WORK INSTRUCTIONS:
Go through the records below and copy out every line that contains the word "scoreA".

Collected data entries

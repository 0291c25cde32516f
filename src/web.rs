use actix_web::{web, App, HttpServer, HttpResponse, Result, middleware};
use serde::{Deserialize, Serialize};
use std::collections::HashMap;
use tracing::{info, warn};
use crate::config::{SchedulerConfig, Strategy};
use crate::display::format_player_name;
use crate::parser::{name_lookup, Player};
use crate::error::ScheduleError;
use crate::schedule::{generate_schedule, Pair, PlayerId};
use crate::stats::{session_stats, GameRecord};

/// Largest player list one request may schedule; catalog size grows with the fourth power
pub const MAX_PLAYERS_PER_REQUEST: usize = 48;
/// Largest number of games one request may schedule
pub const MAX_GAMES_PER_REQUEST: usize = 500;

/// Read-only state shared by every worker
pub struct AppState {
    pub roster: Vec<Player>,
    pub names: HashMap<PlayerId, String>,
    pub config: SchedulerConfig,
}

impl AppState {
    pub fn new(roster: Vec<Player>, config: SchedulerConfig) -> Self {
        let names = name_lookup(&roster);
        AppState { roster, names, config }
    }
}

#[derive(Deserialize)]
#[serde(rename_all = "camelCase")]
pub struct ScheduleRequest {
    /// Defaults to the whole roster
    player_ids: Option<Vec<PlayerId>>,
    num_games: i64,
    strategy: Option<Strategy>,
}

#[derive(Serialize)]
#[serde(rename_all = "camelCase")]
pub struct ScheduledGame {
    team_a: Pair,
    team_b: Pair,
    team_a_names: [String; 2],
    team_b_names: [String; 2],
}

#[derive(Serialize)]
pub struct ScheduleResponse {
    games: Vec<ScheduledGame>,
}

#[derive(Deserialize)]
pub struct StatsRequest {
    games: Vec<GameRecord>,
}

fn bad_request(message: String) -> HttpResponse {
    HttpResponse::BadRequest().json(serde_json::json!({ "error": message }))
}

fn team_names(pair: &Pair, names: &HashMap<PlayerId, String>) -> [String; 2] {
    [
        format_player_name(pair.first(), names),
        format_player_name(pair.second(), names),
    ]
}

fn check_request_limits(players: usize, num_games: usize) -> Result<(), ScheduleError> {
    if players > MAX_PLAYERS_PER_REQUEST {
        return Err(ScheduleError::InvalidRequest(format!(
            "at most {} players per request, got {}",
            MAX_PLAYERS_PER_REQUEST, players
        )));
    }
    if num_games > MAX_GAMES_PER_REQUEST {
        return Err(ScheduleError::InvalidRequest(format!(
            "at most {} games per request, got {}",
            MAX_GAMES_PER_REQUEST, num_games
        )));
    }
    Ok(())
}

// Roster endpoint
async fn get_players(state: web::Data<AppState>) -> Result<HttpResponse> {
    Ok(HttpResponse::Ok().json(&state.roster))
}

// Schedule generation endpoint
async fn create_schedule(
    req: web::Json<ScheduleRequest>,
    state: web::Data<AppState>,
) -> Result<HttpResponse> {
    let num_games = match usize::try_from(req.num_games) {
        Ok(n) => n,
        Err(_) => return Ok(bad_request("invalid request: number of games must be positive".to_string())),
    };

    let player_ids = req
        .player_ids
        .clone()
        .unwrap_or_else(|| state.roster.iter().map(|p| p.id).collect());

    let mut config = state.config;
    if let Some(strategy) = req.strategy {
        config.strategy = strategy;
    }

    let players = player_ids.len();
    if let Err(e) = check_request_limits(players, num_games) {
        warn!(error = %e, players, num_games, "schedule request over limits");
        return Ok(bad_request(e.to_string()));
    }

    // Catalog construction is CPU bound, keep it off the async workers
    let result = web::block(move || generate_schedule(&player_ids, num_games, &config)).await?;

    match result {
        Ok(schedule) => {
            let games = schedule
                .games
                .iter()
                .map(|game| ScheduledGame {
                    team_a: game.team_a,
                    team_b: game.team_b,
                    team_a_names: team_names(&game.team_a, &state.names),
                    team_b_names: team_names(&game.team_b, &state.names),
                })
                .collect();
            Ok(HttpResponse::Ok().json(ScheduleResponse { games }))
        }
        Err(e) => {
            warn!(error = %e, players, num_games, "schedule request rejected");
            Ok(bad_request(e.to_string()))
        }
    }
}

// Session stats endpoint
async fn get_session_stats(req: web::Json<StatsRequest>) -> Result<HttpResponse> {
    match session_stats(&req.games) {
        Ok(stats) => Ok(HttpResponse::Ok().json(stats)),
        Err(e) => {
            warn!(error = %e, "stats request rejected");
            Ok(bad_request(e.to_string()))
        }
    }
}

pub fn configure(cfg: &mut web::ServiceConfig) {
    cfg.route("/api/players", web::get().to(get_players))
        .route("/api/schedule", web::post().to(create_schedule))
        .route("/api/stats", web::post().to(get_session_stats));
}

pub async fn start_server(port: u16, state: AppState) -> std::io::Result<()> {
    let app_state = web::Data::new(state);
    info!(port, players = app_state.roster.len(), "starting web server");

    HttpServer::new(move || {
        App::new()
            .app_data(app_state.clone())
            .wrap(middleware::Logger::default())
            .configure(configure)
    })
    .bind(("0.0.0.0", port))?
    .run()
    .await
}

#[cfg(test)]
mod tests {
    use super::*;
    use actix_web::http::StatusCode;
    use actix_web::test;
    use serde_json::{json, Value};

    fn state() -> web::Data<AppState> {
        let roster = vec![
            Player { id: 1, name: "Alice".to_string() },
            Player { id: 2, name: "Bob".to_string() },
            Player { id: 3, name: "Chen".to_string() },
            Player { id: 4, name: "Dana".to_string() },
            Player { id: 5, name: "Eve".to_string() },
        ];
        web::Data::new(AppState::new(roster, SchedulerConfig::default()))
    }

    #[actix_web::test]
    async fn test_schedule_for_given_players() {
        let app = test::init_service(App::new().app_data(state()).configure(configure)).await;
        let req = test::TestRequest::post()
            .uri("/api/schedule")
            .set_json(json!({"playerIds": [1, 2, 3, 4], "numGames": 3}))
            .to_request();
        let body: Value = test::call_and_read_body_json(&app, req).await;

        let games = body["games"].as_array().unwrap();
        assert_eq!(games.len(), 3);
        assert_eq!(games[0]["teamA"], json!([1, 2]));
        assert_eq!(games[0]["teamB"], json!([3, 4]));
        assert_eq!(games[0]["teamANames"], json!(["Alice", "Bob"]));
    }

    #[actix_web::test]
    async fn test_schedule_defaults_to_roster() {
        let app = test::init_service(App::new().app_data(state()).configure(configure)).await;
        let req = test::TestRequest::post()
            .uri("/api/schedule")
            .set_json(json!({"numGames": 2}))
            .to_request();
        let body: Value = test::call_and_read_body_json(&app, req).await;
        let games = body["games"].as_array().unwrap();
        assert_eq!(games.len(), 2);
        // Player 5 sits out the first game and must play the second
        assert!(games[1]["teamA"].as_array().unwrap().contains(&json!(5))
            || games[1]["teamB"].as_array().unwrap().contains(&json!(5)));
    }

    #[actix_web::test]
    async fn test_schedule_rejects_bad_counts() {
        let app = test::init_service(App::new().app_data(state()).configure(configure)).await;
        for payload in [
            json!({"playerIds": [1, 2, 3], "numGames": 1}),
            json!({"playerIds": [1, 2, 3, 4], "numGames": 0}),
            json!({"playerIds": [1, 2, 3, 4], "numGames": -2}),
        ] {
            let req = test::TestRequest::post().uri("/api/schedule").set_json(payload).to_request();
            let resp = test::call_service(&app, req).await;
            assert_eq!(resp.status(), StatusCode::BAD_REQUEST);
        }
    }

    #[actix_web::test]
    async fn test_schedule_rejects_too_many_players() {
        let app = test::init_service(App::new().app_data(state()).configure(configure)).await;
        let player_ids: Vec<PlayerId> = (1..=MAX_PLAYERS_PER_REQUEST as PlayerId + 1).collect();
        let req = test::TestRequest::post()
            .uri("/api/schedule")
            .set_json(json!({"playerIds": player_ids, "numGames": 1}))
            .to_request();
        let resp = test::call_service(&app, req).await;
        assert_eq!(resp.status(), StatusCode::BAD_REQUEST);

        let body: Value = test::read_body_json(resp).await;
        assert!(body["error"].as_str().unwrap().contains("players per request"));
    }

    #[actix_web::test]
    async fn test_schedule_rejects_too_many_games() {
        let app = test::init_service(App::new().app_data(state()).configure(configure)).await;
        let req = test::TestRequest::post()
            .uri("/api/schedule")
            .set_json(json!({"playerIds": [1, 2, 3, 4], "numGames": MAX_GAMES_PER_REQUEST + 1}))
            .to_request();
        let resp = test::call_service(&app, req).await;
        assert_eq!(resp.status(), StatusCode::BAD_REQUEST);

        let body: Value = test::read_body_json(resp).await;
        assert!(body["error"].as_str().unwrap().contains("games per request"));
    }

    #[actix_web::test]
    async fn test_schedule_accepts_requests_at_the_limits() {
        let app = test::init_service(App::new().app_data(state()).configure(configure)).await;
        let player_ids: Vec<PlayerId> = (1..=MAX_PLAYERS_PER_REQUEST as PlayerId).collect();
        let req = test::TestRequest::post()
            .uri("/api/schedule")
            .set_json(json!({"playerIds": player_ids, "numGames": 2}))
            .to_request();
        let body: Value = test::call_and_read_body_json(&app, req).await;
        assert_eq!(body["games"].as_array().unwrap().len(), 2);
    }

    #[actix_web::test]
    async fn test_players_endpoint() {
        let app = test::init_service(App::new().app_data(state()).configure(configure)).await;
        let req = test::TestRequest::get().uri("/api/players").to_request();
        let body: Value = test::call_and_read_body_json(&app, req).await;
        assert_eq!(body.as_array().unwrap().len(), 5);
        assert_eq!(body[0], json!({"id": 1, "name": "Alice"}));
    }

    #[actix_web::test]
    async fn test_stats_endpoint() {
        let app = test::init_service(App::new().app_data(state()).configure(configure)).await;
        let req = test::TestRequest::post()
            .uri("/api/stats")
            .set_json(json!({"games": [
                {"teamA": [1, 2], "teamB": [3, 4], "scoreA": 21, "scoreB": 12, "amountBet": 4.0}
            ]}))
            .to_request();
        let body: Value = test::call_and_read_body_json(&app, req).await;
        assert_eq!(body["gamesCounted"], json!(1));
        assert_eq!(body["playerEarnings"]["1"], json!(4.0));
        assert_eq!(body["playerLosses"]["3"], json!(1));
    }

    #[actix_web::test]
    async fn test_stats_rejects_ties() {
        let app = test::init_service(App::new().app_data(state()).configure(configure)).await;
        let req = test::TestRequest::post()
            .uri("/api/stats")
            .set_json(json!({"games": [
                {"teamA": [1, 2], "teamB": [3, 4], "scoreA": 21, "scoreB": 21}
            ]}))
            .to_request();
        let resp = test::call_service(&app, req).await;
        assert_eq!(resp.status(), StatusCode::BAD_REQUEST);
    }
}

ANSWER TO THE EXERCISE:
                {"teamA": [1, 2], "teamB": [3, 4], "scoreA": 21, "scoreB": 12, "amountBet": 4.0}
                {"teamA": [1, 2], "teamB": [3, 4], "scoreA": 21, "scoreB": 21}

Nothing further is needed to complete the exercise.